D’Aldo Moro en revanche que savons-nous ? Où, quand, comment, par qui a-t-il été tué, qui l’a retenu prisonnier, tout semble très clair. Mais en même temps nous sentons et nous savons que tout n’a pas été dit, que la vérité est encore loin, et que les choses cachées pèsent plus encore que celles qui sont visibles. Mais sur toute la boue qui recouvre ces jours, sur les vérités passées sous silence, sur les mystères irrésolus, les chantages, on a parlé et écrit pendant tellement d’années.

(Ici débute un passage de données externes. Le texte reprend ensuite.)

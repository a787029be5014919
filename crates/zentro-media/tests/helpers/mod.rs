//! Test doubles: in-memory object storage and metadata store, with
//! failure-injection switches for exercising the partial-write windows.

use std::collections::HashMap;
use std::sync::atomic::{AtomicBool, AtomicUsize, Ordering};
use std::sync::Mutex;

use async_trait::async_trait;
use chrono::Utc;
use uuid::Uuid;
use zentro_core::models::{NewPropertyImage, PropertyImage};
use zentro_core::{AppError, StorageBackend};
use zentro_db::PropertyImageStore;
use zentro_storage::{ObjectStorage, StorageError, StorageResult, UploadSettings};

/// In-memory object storage double.
#[derive(Default)]
pub struct MemoryStorage {
    objects: Mutex<HashMap<String, Vec<u8>>>,
    pub fail_uploads: AtomicBool,
    pub fail_removes: AtomicBool,
}

impl MemoryStorage {
    pub fn new() -> Self {
        Self::default()
    }

    fn object_key(bucket: &str, key: &str) -> String {
        format!("{}/{}", bucket, key)
    }

    pub fn contains(&self, bucket: &str, key: &str) -> bool {
        self.objects
            .lock()
            .unwrap()
            .contains_key(&Self::object_key(bucket, key))
    }

    pub fn object_count(&self) -> usize {
        self.objects.lock().unwrap().len()
    }
}

#[async_trait]
impl ObjectStorage for MemoryStorage {
    async fn upload(
        &self,
        bucket: &str,
        key: &str,
        _content_type: &str,
        data: Vec<u8>,
        settings: &UploadSettings,
    ) -> StorageResult<()> {
        if self.fail_uploads.load(Ordering::SeqCst) {
            return Err(StorageError::BackendError(
                "injected upload failure".to_string(),
            ));
        }
        let mut objects = self.objects.lock().unwrap();
        let object_key = Self::object_key(bucket, key);
        if !settings.upsert && objects.contains_key(&object_key) {
            return Err(StorageError::AlreadyExists(key.to_string()));
        }
        objects.insert(object_key, data);
        Ok(())
    }

    fn public_url(&self, bucket: &str, key: &str) -> String {
        format!("https://cdn.test/{}/{}", bucket, key)
    }

    async fn remove(&self, bucket: &str, keys: &[String]) -> StorageResult<()> {
        if self.fail_removes.load(Ordering::SeqCst) {
            return Err(StorageError::BackendError(
                "injected remove failure".to_string(),
            ));
        }
        let mut objects = self.objects.lock().unwrap();
        for key in keys {
            objects.remove(&Self::object_key(bucket, key));
        }
        Ok(())
    }

    async fn exists(&self, bucket: &str, key: &str) -> StorageResult<bool> {
        Ok(self.contains(bucket, key))
    }

    async fn download(&self, bucket: &str, key: &str) -> StorageResult<Vec<u8>> {
        self.objects
            .lock()
            .unwrap()
            .get(&Self::object_key(bucket, key))
            .cloned()
            .ok_or_else(|| StorageError::NotFound(key.to_string()))
    }

    fn backend_type(&self) -> StorageBackend {
        StorageBackend::Local
    }
}

/// In-memory metadata store double.
#[derive(Default)]
pub struct MemoryImageStore {
    rows: Mutex<Vec<PropertyImage>>,
    insert_attempts: AtomicUsize,
    pub fail_inserts: AtomicBool,
    pub fail_deletes: AtomicBool,
}

impl MemoryImageStore {
    pub fn new() -> Self {
        Self::default()
    }

    /// How many inserts were attempted, successful or not.
    pub fn insert_attempts(&self) -> usize {
        self.insert_attempts.load(Ordering::SeqCst)
    }

    pub fn row_count(&self) -> usize {
        self.rows.lock().unwrap().len()
    }
}

#[async_trait]
impl PropertyImageStore for MemoryImageStore {
    async fn insert(&self, image: NewPropertyImage) -> Result<PropertyImage, AppError> {
        self.insert_attempts.fetch_add(1, Ordering::SeqCst);
        if self.fail_inserts.load(Ordering::SeqCst) {
            return Err(AppError::Internal("injected insert failure".to_string()));
        }
        let row = PropertyImage {
            id: Uuid::new_v4(),
            property_id: image.property_id,
            storage_path: image.storage_path,
            file_name: image.file_name,
            file_size: image.file_size,
            mime_type: image.mime_type,
            alt_text: image.alt_text,
            is_primary: image.is_primary,
            display_order: image.display_order,
            created_at: Utc::now(),
        };
        self.rows.lock().unwrap().push(row.clone());
        Ok(row)
    }

    async fn list_for_property(&self, property_id: Uuid) -> Result<Vec<PropertyImage>, AppError> {
        let mut rows: Vec<PropertyImage> = self
            .rows
            .lock()
            .unwrap()
            .iter()
            .filter(|r| r.property_id == property_id)
            .cloned()
            .collect();
        // Stable sort keeps insertion order within equal display_order,
        // mirroring the repository's created_at tie-break.
        rows.sort_by_key(|r| r.display_order);
        Ok(rows)
    }

    async fn get_by_id(&self, id: Uuid) -> Result<Option<PropertyImage>, AppError> {
        Ok(self
            .rows
            .lock()
            .unwrap()
            .iter()
            .find(|r| r.id == id)
            .cloned())
    }

    async fn delete(&self, id: Uuid) -> Result<bool, AppError> {
        if self.fail_deletes.load(Ordering::SeqCst) {
            return Err(AppError::Internal("injected delete failure".to_string()));
        }
        let mut rows = self.rows.lock().unwrap();
        let before = rows.len();
        rows.retain(|r| r.id != id);
        Ok(rows.len() < before)
    }
}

Je voudrais raconter autre chose.

Traduit par Olivier Favier.

Tiré de Marco Baliani, Corps d’état, Éditions de l’amandier, 2012. Cet extrait a été préalablement publié dans la revue Frictions. Édition italienne: Marco Baliani, Corpo di stato, Il delitto Moro, Milan, Rizzoli, 2003. Spectacle créé en Italie en 1998, pour le vingtième anniversaire de la mort d’Aldo Moro, sur les marches du Forum, à Rome, à l’endroit supposé de l’assassinat de Jules César.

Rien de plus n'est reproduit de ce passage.